Fiscal Ken Paxton advierte sobre posibles sanciones económicas en la Big 12
El fiscal Ken Paxton advirtió a la conferencia Big 12 que sancionar a Texas Tech por la situación del jugador Brendan Sorsby podría costar más de 200 millones de dólares.

El fiscal de Texas, Ken Paxton, ha realizado una fuerte advertencia a la conferencia Big 12 respecto a la posible penalización a Texas Tech. Esta advertencia surge en el contexto del reciente problema que enfrenta el jugador de fútbol Brendan Sorsby, quien fue sancionado y derivado a un programa de recuperación por su adicción al juego.
Paxton subraya que, si se decide imponer sanciones a la institución, las repercusiones económicas podrían ser significativas, alcanzando más de 200 millones de dólares. Las consecuencias de tal acción no solo afectarían a la universidad, sino que también tendrían un impacto directo en toda la conferencia y en el ámbito deportivo en general.
La situación de Sorsby resalta un problema más amplio en el deporte universitario, donde las adicciones y problemas de conducta pueden llevar a sanciones severas que afectan la vida de los jugadores y de las instituciones. La decisión de Texas Tech de suspender a Sorsby y su participación en el programa de recuperación pone de relieve la necesidad de abordar estas cuestiones de manera seria y constructiva.
Este escenario se suma a un contexto donde las universidades y sus programas deportivos enfrentan regularizaciones cada vez más estrictas, al tiempo que buscan proteger su reputación y la integridad del deporte. La advertencia de Paxton resalta la importancia de considerar las ramificaciones financieras antes de tomar decisiones disciplinarias.
En el ámbito de la Big 12, una conferencia que ha visto un crecimiento en su relevancia en el deporte universitario en los últimos años, la gestión de situaciones como la de Sorsby es crucial no solo para la reputación de cada institución, sino para la estabilidad económica de la conferencia en su conjunto.

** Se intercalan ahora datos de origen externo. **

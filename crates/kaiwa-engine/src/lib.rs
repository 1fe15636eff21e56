//! kaiwa-engine: Headless core for the kaiwa chat client
//!
//! This crate provides everything that does not touch the terminal:
//! - Conversation model (turns, roles, wire shapes)
//! - The chat session state machine
//! - The HTTP transport to the chat endpoint
//! - Configuration loading

pub mod chat;
pub mod client;
pub mod config;
pub mod session;

// Re-export commonly used types
pub use chat::{ChatReply, ChatRequest, Conversation, Role, Turn};
pub use client::{ChatBackend, ChatError, HealthStatus, HttpChatClient};
pub use config::{Config, ConfigError, Locale, ThemeName, ENDPOINT_ENV};
pub use session::{ChatSession, SessionState, FALLBACK_REPLY};

/// Returns the engine version.
pub fn engine_version() -> &'static str {
    env!("CARGO_PKG_VERSION")
}

#[cfg(test)]
mod tests {
    use super::*;

    #[test]
    fn test_engine_version() {
        let version = engine_version();
        assert!(!version.is_empty());
        assert!(version.starts_with("0."));
    }
}
//! Conversation model for chat sessions.
//!
//! This module provides the [`Turn`] and [`Conversation`] types along with the
//! wire shapes exchanged with the chat endpoint.

use serde::{Deserialize, Serialize};

/// Role in a conversation.
#[derive(Debug, Clone, Copy, PartialEq, Eq, Hash, Serialize, Deserialize)]
#[serde(rename_all = "lowercase")]
pub enum Role {
    /// Message typed by the user.
    User,
    /// Reply produced by the chat backend.
    Assistant,
}

impl Role {
    /// Short label shown above a turn.
    pub fn label(self) -> &'static str {
        match self {
            Role::User => "You",
            Role::Assistant => "AI",
        }
    }
}

/// A single message in a conversation.
///
/// Turns are immutable once created; fields are only readable.
#[derive(Debug, Clone, PartialEq, Eq, Serialize, Deserialize)]
pub struct Turn {
    role: Role,
    content: String,
}

impl Turn {
    /// Create a new user turn.
    pub fn user(content: impl Into<String>) -> Self {
        Self {
            role: Role::User,
            content: content.into(),
        }
    }

    /// Create a new assistant turn.
    pub fn assistant(content: impl Into<String>) -> Self {
        Self {
            role: Role::Assistant,
            content: content.into(),
        }
    }

    /// Role of the author.
    pub fn role(&self) -> Role {
        self.role
    }

    /// Message content.
    pub fn content(&self) -> &str {
        &self.content
    }
}

/// Ordered, append-only history of turns.
///
/// Only the session appends; everything else reads.
#[derive(Debug, Clone, Default, PartialEq, Eq, Serialize)]
#[serde(transparent)]
pub struct Conversation {
    turns: Vec<Turn>,
}

impl Conversation {
    /// Create an empty conversation.
    pub fn new() -> Self {
        Self::default()
    }

    /// Append a turn at the end.
    pub(crate) fn push(&mut self, turn: Turn) {
        self.turns.push(turn);
    }

    /// All turns in display order.
    pub fn turns(&self) -> &[Turn] {
        &self.turns
    }

    /// Number of turns.
    pub fn len(&self) -> usize {
        self.turns.len()
    }

    /// Whether no turn has been recorded yet.
    pub fn is_empty(&self) -> bool {
        self.turns.is_empty()
    }

    /// The most recent turn, if any.
    pub fn last(&self) -> Option<&Turn> {
        self.turns.last()
    }

    /// Iterate turns in order.
    pub fn iter(&self) -> std::slice::Iter<'_, Turn> {
        self.turns.iter()
    }
}

impl<'a> IntoIterator for &'a Conversation {
    type Item = &'a Turn;
    type IntoIter = std::slice::Iter<'a, Turn>;

    fn into_iter(self) -> Self::IntoIter {
        self.turns.iter()
    }
}

/// Body posted to the chat endpoint.
#[derive(Debug, Clone, PartialEq, Eq, Serialize, Deserialize)]
pub struct ChatRequest {
    /// The new user message.
    pub message: String,
    /// Conversation before the new message was appended.
    pub history: Vec<Turn>,
}

/// Successful reply from the chat endpoint.
#[derive(Debug, Clone, PartialEq, Eq, Serialize, Deserialize)]
pub struct ChatReply {
    /// Assistant text, usually markdown.
    pub response: String,
}

#[cfg(test)]
mod tests {
    use super::*;

    #[test]
    fn test_role_labels() {
        assert_eq!(Role::User.label(), "You");
        assert_eq!(Role::Assistant.label(), "AI");
    }

    #[test]
    fn test_turn_serializes_role_lowercase() {
        let json = serde_json::to_value(Turn::assistant("Hi")).unwrap();
        assert_eq!(json, serde_json::json!({"role": "assistant", "content": "Hi"}));
    }

    #[test]
    fn test_conversation_keeps_insertion_order() {
        let mut conversation = Conversation::new();
        assert!(conversation.is_empty());

        conversation.push(Turn::user("one"));
        conversation.push(Turn::assistant("two"));
        conversation.push(Turn::user("three"));

        let contents: Vec<&str> = conversation.iter().map(Turn::content).collect();
        assert_eq!(contents, vec!["one", "two", "three"]);
        assert_eq!(conversation.len(), 3);
        assert_eq!(conversation.last().map(Turn::role), Some(Role::User));
    }

    #[test]
    fn test_request_wire_shape() {
        let request = ChatRequest {
            message: "Hello".into(),
            history: vec![Turn::user("a"), Turn::assistant("b")],
        };
        let json = serde_json::to_value(&request).unwrap();
        assert_eq!(
            json,
            serde_json::json!({
                "message": "Hello",
                "history": [
                    {"role": "user", "content": "a"},
                    {"role": "assistant", "content": "b"}
                ]
            })
        );
    }

    #[test]
    fn test_reply_ignores_extra_fields() {
        let reply: ChatReply =
            serde_json::from_str(r#"{"response": "Hi there", "model": "x"}"#).unwrap();
        assert_eq!(reply.response, "Hi there");
    }
}
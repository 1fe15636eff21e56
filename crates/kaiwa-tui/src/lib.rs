//! kaiwa-tui: Terminal chat client
//!
//! This crate provides the terminal layer for kaiwa, including:
//! - Markdown rendering to styled lines (tables, lists, code blocks)
//! - Conversation and input widgets
//! - The chat screen and its event loop

mod app;
pub mod conversation;
mod event;
mod screens;
#[cfg(test)]
pub mod test_utils;
pub mod text;
pub mod theme;
pub mod widgets;

use screens::Screen as _;

pub use app::App;
pub use event::{Action, Event, EventHandler};
pub use kaiwa_engine;

use crossterm::{
    cursor::Show as ShowCursor,
    event::{DisableBracketedPaste, EnableBracketedPaste},
    execute,
    terminal::{disable_raw_mode, enable_raw_mode, EnterAlternateScreen, LeaveAlternateScreen},
};
use kaiwa_engine::{ChatBackend, ChatError, Config, HttpChatClient};
use ratatui::{backend::CrosstermBackend, Terminal};
use std::io::{self, stdout};
use tokio::task::JoinHandle;
use tracing::{info, warn};

use crate::screens::chat::ChatScreen;
use crate::theme::Theme;

/// Event loop tick rate (4 Hz).
const TICK_RATE_MS: u64 = 250;

/// RAII guard for terminal state restoration.
struct TerminalGuard;

impl Drop for TerminalGuard {
    fn drop(&mut self) {
        let _ = disable_raw_mode();
        let _ = execute!(stdout(), DisableBracketedPaste, LeaveAlternateScreen, ShowCursor);
    }
}

/// `host:port` label for an endpoint URL.
fn endpoint_label(client: &HttpChatClient) -> String {
    let url = client.endpoint();
    match (url.host_str(), url.port()) {
        (Some(host), Some(port)) => format!("{host}:{port}"),
        (Some(host), None) => host.to_string(),
        _ => url.to_string(),
    }
}

/// Run the chat TUI.
///
/// Sets up the terminal, runs the event loop, and restores the terminal on
/// exit.
pub async fn run_tui(config: &Config) -> Result<(), Box<dyn std::error::Error>> {
    let client = HttpChatClient::new(config.endpoint_url()?, config.request_timeout())?;
    info!(endpoint = %client.endpoint(), "starting chat TUI");

    // Setup terminal with RAII guard for cleanup
    enable_raw_mode()?;
    let _guard = TerminalGuard;

    let mut stdout = stdout();
    execute!(stdout, EnterAlternateScreen, EnableBracketedPaste)?;
    let backend = CrosstermBackend::new(stdout);
    let mut terminal = Terminal::new(backend)?;

    let mut app = App::new(
        Theme::named(config.theme),
        config.locale,
        endpoint_label(&client),
    );
    let mut events = EventHandler::new(TICK_RATE_MS);

    let result = run_loop(&mut terminal, &mut app, &mut events, &client).await;

    // Restore cursor before guard drops
    terminal.show_cursor()?;

    result
}

async fn run_loop(
    terminal: &mut Terminal<CrosstermBackend<io::Stdout>>,
    app: &mut App,
    events: &mut EventHandler,
    client: &HttpChatClient,
) -> Result<(), Box<dyn std::error::Error>> {
    // At most one request is in flight; the session enforces it.
    let mut chat_handle: Option<JoinHandle<Result<String, ChatError>>> = None;

    loop {
        terminal.draw(|frame| {
            let area = frame.area();
            let max = ChatScreen::max_scroll(app, area);
            app.clamp_scroll(max);
            ChatScreen.render(app, area, frame.buffer_mut());
        })?;

        if let Some(event) = events.next().await {
            match event {
                Event::Key(key) => {
                    let action = event::key_to_action(key);
                    if let Some(request) = app.handle_action(action) {
                        let client = client.clone();
                        chat_handle = Some(tokio::spawn(async move { client.send(&request).await }));
                    }
                }
                Event::Paste(text) => app.paste(&text),
                Event::Tick => app.tick(),
                Event::Resize(_, _) => {
                    // Redrawn on the next pass
                }
            }
        }

        // Check for a completed chat request
        if chat_handle.as_ref().is_some_and(JoinHandle::is_finished) {
            if let Some(handle) = chat_handle.take() {
                let outcome = match handle.await {
                    Ok(outcome) => outcome,
                    Err(e) => {
                        warn!(error = %e, "chat task did not complete");
                        Err(ChatError::Aborted)
                    }
                };
                app.complete(outcome);
            }
        }

        if app.should_quit {
            if let Some(handle) = chat_handle.take() {
                handle.abort();
            }
            break;
        }
    }

    Ok(())
}

/// Get the TUI version.
pub fn tui_version() -> &'static str {
    env!("CARGO_PKG_VERSION")
}

#[cfg(test)]
mod tests {
    use super::*;

    #[test]
    fn test_tui_version() {
        let version = tui_version();
        assert!(!version.is_empty());
        assert!(version.starts_with("0."));
    }

    #[test]
    fn test_endpoint_label() {
        let config = Config::default();
        let client =
            HttpChatClient::new(config.endpoint_url().unwrap(), config.request_timeout()).unwrap();
        assert_eq!(endpoint_label(&client), "localhost:8005");
    }
}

Cualquier sanción que se imponga podría implicar una pérdida de patrocinadores, ingresos por televisión y reducción en la cantidad de alumnos interesados en el programa, afectando así a la universidad en el corto y largo plazo.
De cara al futuro, es posible que se busquen alternativas para manejar casos como el de Sorsby que no incluyan sanciones severas, pero que se enfoquen en la recuperación y bienestar de los jugadores, evitando así potenciales crisis económicas para las universidades involucradas.